▸ **Task description**
Search the data below for the word "RequestBodyLimitLayer" and copy each line that holds it.

Data section below:

//! # quire-api
//!
//! HTTP surface for the quire record store: CRUD over databases, pages, and
//! dashboards, the derived views (board, tree, calendar, progress, rendered
//! dashboards), search, navigation, and AI writing assist.
//!
//! The binary in `main.rs` wires configuration and logging; everything
//! routable lives here so tests can drive the router in-process.

pub mod config;
pub mod error;
pub mod handlers;

use std::sync::Arc;
use std::time::Duration;

use axum::{
    http::{header, Method},
    routing::{delete, get, post, put},
    Router,
};
use tower_http::{
    catch_panic::CatchPanicLayer,
    cors::{AllowOrigin, CorsLayer},
    limit::RequestBodyLimitLayer,
    request_id::{MakeRequestId, PropagateRequestIdLayer, RequestId, SetRequestIdLayer},
    trace::TraceLayer,
};
use utoipa::OpenApi;
use uuid::Uuid;

use quire_db::Store;
use quire_inference::AssistCoordinator;

pub use config::ServerConfig;
pub use error::ApiError;

use handlers::{dashboards, databases, pages, search, system};

// =============================================================================
// REQUEST ID (UUIDv7)
// =============================================================================

/// Generates time-ordered UUIDv7 request correlation IDs.
#[derive(Clone, Default)]
pub struct MakeRequestUuidV7;

impl MakeRequestId for MakeRequestUuidV7 {
    fn make_request_id<B>(&mut self, _request: &axum::http::Request<B>) -> Option<RequestId> {
        let id = Uuid::now_v7().to_string().parse().ok()?;
        Some(RequestId::new(id))
    }
}

// =============================================================================
// STATE
// =============================================================================

/// Shared handler state.
#[derive(Clone)]
pub struct AppState {
    pub store: Store,
    pub assist: Arc<AssistCoordinator>,
}

impl AppState {
    pub fn new(store: Store, assist: AssistCoordinator) -> Self {
        Self {
            store,
            assist: Arc::new(assist),
        }
    }
}

// =============================================================================
// OPENAPI
// =============================================================================

#[derive(OpenApi)]
#[openapi(
    info(
        title = "Quire API",
        version = "2026.10.0",
        description = "Notes, structured databases, and dashboards with AI writing assist"
    ),
    paths(
        databases::list_databases,
        databases::create_database,
        databases::get_database,
        databases::delete_database,
        databases::add_column,
        databases::import_database,
        databases::export_database,
        pages::list_pages,
        pages::get_page,
        pages::delete_page,
        pages::instantiate_template,
        pages::get_progress,
        dashboards::list_dashboards,
        dashboards::get_dashboard,
        dashboards::add_widget,
        dashboards::apply_layout,
        search::search,
        search::navigate,
    ),
    components(schemas(
        quire_core::Database,
        quire_core::Column,
        quire_core::ColumnType,
        quire_core::Page,
        quire_core::Dashboard,
        quire_core::Widget,
        quire_core::WidgetType,
        quire_core::ViewMode,
        quire_core::LayoutItem,
        quire_core::DeleteResult,
        quire_core::ExportBundle,
        quire_core::SearchResults,
        quire_core::Progress,
        quire_core::CreateDatabaseRequest,
        quire_core::AddColumnRequest,
        quire_core::RenameColumnRequest,
        quire_core::AddWidgetRequest,
        quire_core::InstantiateTemplateRequest,
        quire_core::NavigationRequest,
        quire_core::NavigationTarget,
        quire_core::Route,
        quire_core::View,
        quire_core::Crumb,
    )),
    tags(
        (name = "Databases", description = "Databases and their column schema"),
        (name = "Pages", description = "Pages, templates, and sub-tasks"),
        (name = "Dashboards", description = "Dashboards and widget layout"),
        (name = "Import", description = "Import and export"),
        (name = "Search", description = "Search and navigation")
    )
)]
pub struct ApiDoc;

// =============================================================================
// ROUTER
// =============================================================================

/// Routes only, without middleware.
pub fn router(state: AppState) -> Router {
    Router::new()
        .route("/health", get(system::health_check))
        .route("/api-docs/openapi.json", get(system::openapi_json))
        // Databases
        .route(
            "/api/databases",
            get(databases::list_databases).post(databases::create_database),
        )
        .route("/api/databases/import", post(databases::import_database))
        .route("/api/databases/import/csv", post(databases::import_csv))
        .route(
            "/api/databases/:id",
            get(databases::get_database)
                .put(databases::update_database)
                .delete(databases::delete_database),
        )
        .route("/api/databases/:id/export", get(databases::export_database))
        .route(
            "/api/databases/:id/import/markdown",
            post(databases::import_markdown),
        )
        .route("/api/databases/:id/templates", get(databases::list_templates))
        .route("/api/databases/:id/columns", post(databases::add_column))
        .route(
            "/api/databases/:id/columns/:column_id",
            put(databases::rename_column).delete(databases::remove_column),
        )
        .route("/api/databases/:id/board", get(databases::get_board))
        .route("/api/databases/:id/tree", get(databases::get_tree))
        .route("/api/databases/:id/calendar", get(databases::get_calendar))
        // Pages
        .route("/api/pages", get(pages::list_pages).post(pages::create_page))
        .route(
            "/api/pages/:id",
            get(pages::get_page)
                .put(pages::update_page)
                .delete(pages::delete_page),
        )
        .route("/api/pages/:id/instantiate", post(pages::instantiate_template))
        .route("/api/pages/:id/children", get(pages::get_children))
        .route("/api/pages/:id/breadcrumbs", get(pages::get_breadcrumbs))
        .route("/api/pages/:id/progress", get(pages::get_progress))
        // Dashboards
        .route(
            "/api/dashboards",
            get(dashboards::list_dashboards).post(dashboards::create_dashboard),
        )
        .route(
            "/api/dashboards/:id",
            get(dashboards::get_dashboard)
                .put(dashboards::update_dashboard)
                .delete(dashboards::delete_dashboard),
        )
        .route("/api/dashboards/:id/widgets", post(dashboards::add_widget))
        .route(
            "/api/dashboards/:id/widgets/:widget_id",
            delete(dashboards::remove_widget),
        )
        .route("/api/dashboards/:id/layout", put(dashboards::apply_layout))
        .route("/api/dashboards/:id/render", get(dashboards::render))
        // Search, navigation, assist
        .route("/api/search", get(search::search))
        .route("/api/navigate", post(search::navigate))
        .route("/api/ai/assist", post(system::assist))
        .with_state(state)
}

/// Routes with the middleware stack: tracing, request ids, CORS, and the
/// body size limit.
pub fn app(state: AppState, config: &ServerConfig) -> Router {
    router(state)
        .layer(CatchPanicLayer::new())
        .layer(TraceLayer::new_for_http())
        .layer(PropagateRequestIdLayer::x_request_id())
        .layer(SetRequestIdLayer::x_request_id(MakeRequestUuidV7))
        .layer(
            CorsLayer::new()
                .allow_origin(AllowOrigin::list(config.cors_origins()))
                .allow_methods([
                    Method::GET,
                    Method::POST,
                    Method::PUT,
                    Method::DELETE,
                    Method::OPTIONS,
                ])
                .allow_headers([header::CONTENT_TYPE, header::ACCEPT])
                .allow_credentials(true)
                .max_age(Duration::from_secs(3600)),
        )
        .layer(RequestBodyLimitLayer::new(config.body_limit_bytes))
}
//! # quire-inference
//!
//! AI writing assist for quire.
//!
//! This crate provides:
//! - An OpenAI-compatible generation backend (works with Gemini's
//!   OpenAI endpoint, OpenAI, Ollama, vLLM, and similar servers)
//! - Assist actions with prompt templates and failure fallbacks
//! - A coordinator that bounds calls with a timeout and discards results
//!   superseded by a newer call for the same session
//! - Cleanup of model output (reasoning tags, wrapping code fences)
//!
//! # Example
//!
//! ```rust,no_run
//! use std::sync::Arc;
//! use std::time::Duration;
//! use quire_inference::{AssistAction, AssistCoordinator, AssistRequest, OpenAICompatBackend};
//!
//! #[tokio::main]
//! async fn main() {
//!     let backend = OpenAICompatBackend::from_env().unwrap();
//!     let assist = AssistCoordinator::new(Arc::new(backend), Duration::from_secs(30));
//!     let outcome = assist
//!         .run(&AssistRequest::new(AssistAction::Summarize, "Long note..."))
//!         .await
//!         .unwrap();
//!     println!("{}", outcome.text);
//! }
//! ```

pub mod assist;
pub mod cleanup;
pub mod openai;

// Mock generation backend for testing
#[cfg(any(test, feature = "mock"))]
pub mod mock;

// Re-export core types
pub use quire_core::{Error, GenerationBackend, Result};

pub use assist::{AssistAction, AssistCoordinator, AssistOutcome, AssistRequest};
pub use cleanup::clean_response;
pub use openai::{OpenAICompatBackend, OpenAICompatConfig};
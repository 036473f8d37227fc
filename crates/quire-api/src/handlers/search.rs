//! Search and navigation handlers.

use std::time::Instant;

use axum::{
    extract::{Query, State},
    Json,
};
use serde::Deserialize;
use tracing::debug;
use utoipa::IntoParams;

use quire_core::logging::SUBSYSTEM_API;
use quire_core::{
    DashboardRepository, DatabaseRepository, NavigationRequest, Navigator, PageRepository, Route,
    SearchProvider, SearchResults,
};

use crate::{ApiError, AppState};

#[derive(Debug, Default, Deserialize, IntoParams)]
#[into_params(parameter_in = Query)]
pub struct SearchQuery {
    /// Case-insensitive substring.
    #[serde(default)]
    pub q: String,
}

/// Substring search across databases, pages, and dashboards.
#[utoipa::path(get, path = "/api/search", tag = "Search",
    responses((status = 200, description = "Grouped matches", body = SearchResults)))]
pub async fn search(
    State(state): State<AppState>,
    Query(query): Query<SearchQuery>,
) -> Result<Json<SearchResults>, ApiError> {
    Ok(Json(state.store.search.search(&query.q).await?))
}

/// Resolve a navigation request into the route to show.
#[utoipa::path(post, path = "/api/navigate", tag = "Search",
    request_body = NavigationRequest,
    responses(
        (status = 200, description = "Route", body = Route),
        (status = 404, description = "Target does not exist")))]
pub async fn navigate(
    State(state): State<AppState>,
    Json(req): Json<NavigationRequest>,
) -> Result<Json<Route>, ApiError> {
    let start = Instant::now();
    let databases = state.store.databases.list().await?;
    let pages = state.store.pages.list(None).await?;
    let dashboards = state.store.dashboards.list().await?;

    let route = Navigator::new(&databases, &pages, &dashboards).resolve(&req)?;
    debug!(
        subsystem = SUBSYSTEM_API,
        component = "navigate",
        target = ?req.target,
        id = %req.id,
        view = ?route.view,
        duration_ms = start.elapsed().as_millis() as u64,
        "Resolved navigation"
    );
    Ok(Json(route))
}
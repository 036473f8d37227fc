//! Dashboard repository implementation.

use async_trait::async_trait;
use chrono::Utc;
use sqlx::sqlite::SqliteRow;
use sqlx::{Pool, Row, Sqlite};
use tracing::debug;

use quire_core::defaults;
use quire_core::layout;
use quire_core::logging::SUBSYSTEM_DB;
use quire_core::{
    new_id, AddWidgetRequest, BlobInput, CreateDashboardRequest, Dashboard, DashboardRepository,
    DeleteResult, Error, LayoutItem, Result, UpdateDashboardRequest, Widget, WidgetType,
};

pub(crate) const DASHBOARD_COLUMNS: &str = "id, name, widgets, created_at_utc, updated_at_utc";

pub(crate) fn dashboard_from_row(r: &SqliteRow) -> Dashboard {
    let widgets: String = r.get("widgets");
    Dashboard {
        id: r.get("id"),
        name: r.get("name"),
        widgets: layout::decode_widgets(&widgets),
        created_at_utc: r.get("created_at_utc"),
        updated_at_utc: r.get("updated_at_utc"),
    }
}

/// SQLite implementation of DashboardRepository.
#[derive(Clone)]
pub struct SqliteDashboardRepository {
    pool: Pool<Sqlite>,
}

impl SqliteDashboardRepository {
    /// Create a new SqliteDashboardRepository with the given connection pool.
    pub fn new(pool: Pool<Sqlite>) -> Self {
        Self { pool }
    }

    /// Read-modify-write of the widget list inside one transaction.
    async fn edit_widgets<F>(&self, id: &str, op: &'static str, edit: F) -> Result<Dashboard>
    where
        F: FnOnce(&mut Vec<Widget>) -> Result<()> + Send,
    {
        let mut tx = crate::begin_write(&self.pool).await?;

        let row = sqlx::query(&format!(
            "SELECT {} FROM dashboards WHERE id = ?",
            DASHBOARD_COLUMNS
        ))
        .bind(id)
        .fetch_optional(&mut *tx)
        .await
        .map_err(Error::Database)?;
        let row = row.ok_or_else(|| Error::dashboard_not_found(id))?;
        let raw: String = row.get("widgets");
        let mut dashboard = dashboard_from_row(&row);
        dashboard.widgets = layout::decode_widgets_for_edit(&raw)?;

        edit(&mut dashboard.widgets)?;

        let now = Utc::now();
        let encoded = serde_json::to_string(&dashboard.widgets)?;
        sqlx::query("UPDATE dashboards SET widgets = ?, updated_at_utc = ? WHERE id = ?")
            .bind(&encoded)
            .bind(now)
            .bind(id)
            .execute(&mut *tx)
            .await
            .map_err(Error::Database)?;

        tx.commit().await.map_err(Error::Database)?;
        dashboard.updated_at_utc = now;

        debug!(
            subsystem = SUBSYSTEM_DB,
            component = "dashboards",
            op,
            dashboard_id = %id,
            result_count = dashboard.widgets.len(),
            "Widget layout updated"
        );
        Ok(dashboard)
    }
}

#[async_trait]
impl DashboardRepository for SqliteDashboardRepository {
    async fn create(&self, req: CreateDashboardRequest) -> Result<Dashboard> {
        let id = new_id();
        let now = Utc::now();
        let name = req
            .name
            .unwrap_or_else(|| defaults::DASHBOARD_NAME.to_string());
        let widgets = req
            .widgets
            .map(BlobInput::into_text)
            .unwrap_or_else(|| "[]".to_string());

        sqlx::query(
            r#"
            INSERT INTO dashboards (id, name, widgets, created_at_utc, updated_at_utc)
            VALUES (?, ?, ?, ?, ?)
            "#,
        )
        .bind(&id)
        .bind(&name)
        .bind(&widgets)
        .bind(now)
        .bind(now)
        .execute(&self.pool)
        .await
        .map_err(Error::Database)?;

        debug!(
            subsystem = SUBSYSTEM_DB,
            component = "dashboards",
            op = "create",
            dashboard_id = %id,
            "Dashboard created"
        );

        Ok(Dashboard {
            id,
            name,
            widgets: layout::decode_widgets(&widgets),
            created_at_utc: now,
            updated_at_utc: now,
        })
    }

    async fn get(&self, id: &str) -> Result<Option<Dashboard>> {
        let row = sqlx::query(&format!(
            "SELECT {} FROM dashboards WHERE id = ?",
            DASHBOARD_COLUMNS
        ))
        .bind(id)
        .fetch_optional(&self.pool)
        .await
        .map_err(Error::Database)?;

        Ok(row.map(|r| dashboard_from_row(&r)))
    }

    async fn list(&self) -> Result<Vec<Dashboard>> {
        let rows = sqlx::query(&format!(
            "SELECT {} FROM dashboards ORDER BY rowid",
            DASHBOARD_COLUMNS
        ))
        .fetch_all(&self.pool)
        .await
        .map_err(Error::Database)?;

        Ok(rows.iter().map(dashboard_from_row).collect())
    }

    async fn update(&self, id: &str, req: UpdateDashboardRequest) -> Result<Dashboard> {
        let widgets = req.widgets.map(BlobInput::into_text);
        if req.name.is_none() && widgets.is_none() {
            return self
                .get(id)
                .await?
                .ok_or_else(|| Error::dashboard_not_found(id));
        }

        let now = Utc::now();

        let mut updates = vec!["updated_at_utc = ?"];
        if req.name.is_some() {
            updates.push("name = ?");
        }
        if widgets.is_some() {
            updates.push("widgets = ?");
        }

        let query = format!(
            "UPDATE dashboards SET {} WHERE id = ?",
            updates.join(", ")
        );

        let mut q = sqlx::query(&query).bind(now);
        if let Some(name) = &req.name {
            q = q.bind(name);
        }
        if let Some(widgets) = &widgets {
            q = q.bind(widgets);
        }

        let result = q
            .bind(id)
            .execute(&self.pool)
            .await
            .map_err(Error::Database)?;

        if result.rows_affected() == 0 {
            return Err(Error::dashboard_not_found(id));
        }

        self.get(id)
            .await?
            .ok_or_else(|| Error::dashboard_not_found(id))
    }

    async fn delete(&self, id: &str) -> Result<DeleteResult> {
        let result = sqlx::query("DELETE FROM dashboards WHERE id = ?")
            .bind(id)
            .execute(&self.pool)
            .await
            .map_err(Error::Database)?;

        if result.rows_affected() == 0 {
            return Err(Error::dashboard_not_found(id));
        }

        debug!(
            subsystem = SUBSYSTEM_DB,
            component = "dashboards",
            op = "delete",
            dashboard_id = %id,
            "Dashboard deleted"
        );
        Ok(DeleteResult::new(vec![id.to_string()]))
    }

    async fn add_widget(&self, id: &str, req: AddWidgetRequest) -> Result<Dashboard> {
        let widget_type: WidgetType = req.widget_type.parse()?;
        self.edit_widgets(id, "add_widget", move |widgets| {
            layout::add_widget(widgets, widget_type, req.database_id, req.view_mode).map(|_| ())
        })
        .await
    }

    async fn remove_widget(&self, id: &str, widget_id: &str) -> Result<Dashboard> {
        self.edit_widgets(id, "remove_widget", |widgets| {
            layout::remove_widget(widgets, widget_id).map(|_| ())
        })
        .await
    }

    async fn apply_layout(&self, id: &str, items: Vec<LayoutItem>) -> Result<Dashboard> {
        self.edit_widgets(id, "apply_layout", move |widgets| {
            layout::apply_layout(widgets, &items);
            Ok(())
        })
        .await
    }
}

End of Data section.

▸ **Exercise answer**
    limit::RequestBodyLimitLayer,
        .layer(RequestBodyLimitLayer::new(config.body_limit_bytes))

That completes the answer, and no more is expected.